▶ [Task]: Output the data as it stands. Each line must match exactly.

Data under study section start

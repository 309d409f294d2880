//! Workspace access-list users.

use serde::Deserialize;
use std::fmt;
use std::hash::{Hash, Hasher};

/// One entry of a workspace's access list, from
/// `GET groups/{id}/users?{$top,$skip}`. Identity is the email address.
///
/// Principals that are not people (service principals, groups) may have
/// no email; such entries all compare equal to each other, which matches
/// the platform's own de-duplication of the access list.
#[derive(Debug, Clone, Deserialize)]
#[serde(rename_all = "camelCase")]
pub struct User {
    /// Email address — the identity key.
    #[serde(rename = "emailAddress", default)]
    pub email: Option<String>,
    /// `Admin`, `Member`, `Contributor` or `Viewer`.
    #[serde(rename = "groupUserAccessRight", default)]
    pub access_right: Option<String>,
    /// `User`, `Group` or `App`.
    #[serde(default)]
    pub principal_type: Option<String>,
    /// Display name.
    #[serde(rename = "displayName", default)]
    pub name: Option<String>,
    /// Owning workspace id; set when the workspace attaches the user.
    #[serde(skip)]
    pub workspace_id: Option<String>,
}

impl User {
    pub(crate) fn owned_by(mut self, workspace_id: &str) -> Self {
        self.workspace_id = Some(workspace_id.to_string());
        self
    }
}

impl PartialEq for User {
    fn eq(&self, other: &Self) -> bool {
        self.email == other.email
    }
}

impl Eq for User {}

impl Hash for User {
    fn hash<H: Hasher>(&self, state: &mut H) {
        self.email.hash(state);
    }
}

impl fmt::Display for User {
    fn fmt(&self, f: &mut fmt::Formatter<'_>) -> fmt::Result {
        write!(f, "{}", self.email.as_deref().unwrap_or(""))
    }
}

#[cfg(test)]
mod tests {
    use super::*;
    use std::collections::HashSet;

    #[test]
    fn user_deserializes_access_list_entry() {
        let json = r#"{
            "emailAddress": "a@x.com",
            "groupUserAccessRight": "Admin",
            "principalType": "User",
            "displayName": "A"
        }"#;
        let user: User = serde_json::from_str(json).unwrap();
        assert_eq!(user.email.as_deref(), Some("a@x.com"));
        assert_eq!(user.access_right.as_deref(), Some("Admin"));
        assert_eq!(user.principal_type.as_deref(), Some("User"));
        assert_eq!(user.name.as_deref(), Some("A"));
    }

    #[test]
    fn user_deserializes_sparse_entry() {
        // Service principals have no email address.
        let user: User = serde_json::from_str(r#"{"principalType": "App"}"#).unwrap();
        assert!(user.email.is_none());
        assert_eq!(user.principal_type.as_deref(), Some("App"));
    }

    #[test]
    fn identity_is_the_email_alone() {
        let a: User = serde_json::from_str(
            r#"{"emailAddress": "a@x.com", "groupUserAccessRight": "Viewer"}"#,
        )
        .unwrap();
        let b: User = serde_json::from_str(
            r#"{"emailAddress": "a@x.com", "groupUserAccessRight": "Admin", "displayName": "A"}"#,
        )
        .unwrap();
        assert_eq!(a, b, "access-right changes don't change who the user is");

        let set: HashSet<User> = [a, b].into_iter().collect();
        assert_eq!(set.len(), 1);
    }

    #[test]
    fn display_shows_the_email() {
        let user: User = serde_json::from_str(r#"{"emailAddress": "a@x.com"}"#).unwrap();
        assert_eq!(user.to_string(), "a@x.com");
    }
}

Data under study section end

▶ [Result for this exercise]:
repository 309d409f294d2880
//! Workspace access-list users.

use serde::Deserialize;
use std::fmt;
use std::hash::{Hash, Hasher};

/// One entry of a workspace's access list, from
/// `GET groups/{id}/users?{$top,$skip}`. Identity is the email address.
///
/// Principals that are not people (service principals, groups) may have
/// no email; such entries all compare equal to each other, which matches
/// the platform's own de-duplication of the access list.
#[derive(Debug, Clone, Deserialize)]
#[serde(rename_all = "camelCase")]
pub struct User {
    /// Email address — the identity key.
    #[serde(rename = "emailAddress", default)]
    pub email: Option<String>,
    /// `Admin`, `Member`, `Contributor` or `Viewer`.
    #[serde(rename = "groupUserAccessRight", default)]
    pub access_right: Option<String>,
    /// `User`, `Group` or `App`.
    #[serde(default)]
    pub principal_type: Option<String>,
    /// Display name.
    #[serde(rename = "displayName", default)]
    pub name: Option<String>,
    /// Owning workspace id; set when the workspace attaches the user.
    #[serde(skip)]
    pub workspace_id: Option<String>,
}

impl User {
    pub(crate) fn owned_by(mut self, workspace_id: &str) -> Self {
        self.workspace_id = Some(workspace_id.to_string());
        self
    }
}

impl PartialEq for User {
    fn eq(&self, other: &Self) -> bool {
        self.email == other.email
    }
}

impl Eq for User {}

impl Hash for User {
    fn hash<H: Hasher>(&self, state: &mut H) {
        self.email.hash(state);
    }
}

impl fmt::Display for User {
    fn fmt(&self, f: &mut fmt::Formatter<'_>) -> fmt::Result {
        write!(f, "{}", self.email.as_deref().unwrap_or(""))
    }
}

#[cfg(test)]
mod tests {
    use super::*;
    use std::collections::HashSet;

    #[test]
    fn user_deserializes_access_list_entry() {
        let json = r#"{
            "emailAddress": "a@x.com",
            "groupUserAccessRight": "Admin",
            "principalType": "User",
            "displayName": "A"
        }"#;
        let user: User = serde_json::from_str(json).unwrap();
        assert_eq!(user.email.as_deref(), Some("a@x.com"));
        assert_eq!(user.access_right.as_deref(), Some("Admin"));
        assert_eq!(user.principal_type.as_deref(), Some("User"));
        assert_eq!(user.name.as_deref(), Some("A"));
    }

    #[test]
    fn user_deserializes_sparse_entry() {
        // Service principals have no email address.
        let user: User = serde_json::from_str(r#"{"principalType": "App"}"#).unwrap();
        assert!(user.email.is_none());
        assert_eq!(user.principal_type.as_deref(), Some("App"));
    }

    #[test]
    fn identity_is_the_email_alone() {
        let a: User = serde_json::from_str(
            r#"{"emailAddress": "a@x.com", "groupUserAccessRight": "Viewer"}"#,
        )
        .unwrap();
        let b: User = serde_json::from_str(
            r#"{"emailAddress": "a@x.com", "groupUserAccessRight": "Admin", "displayName": "A"}"#,
        )
        .unwrap();
        assert_eq!(a, b, "access-right changes don't change who the user is");

        let set: HashSet<User> = [a, b].into_iter().collect();
        assert_eq!(set.len(), 1);
    }

    #[test]
    fn display_shows_the_email() {
        let user: User = serde_json::from_str(r#"{"emailAddress": "a@x.com"}"#).unwrap();
        assert_eq!(user.to_string(), "a@x.com");
    }
}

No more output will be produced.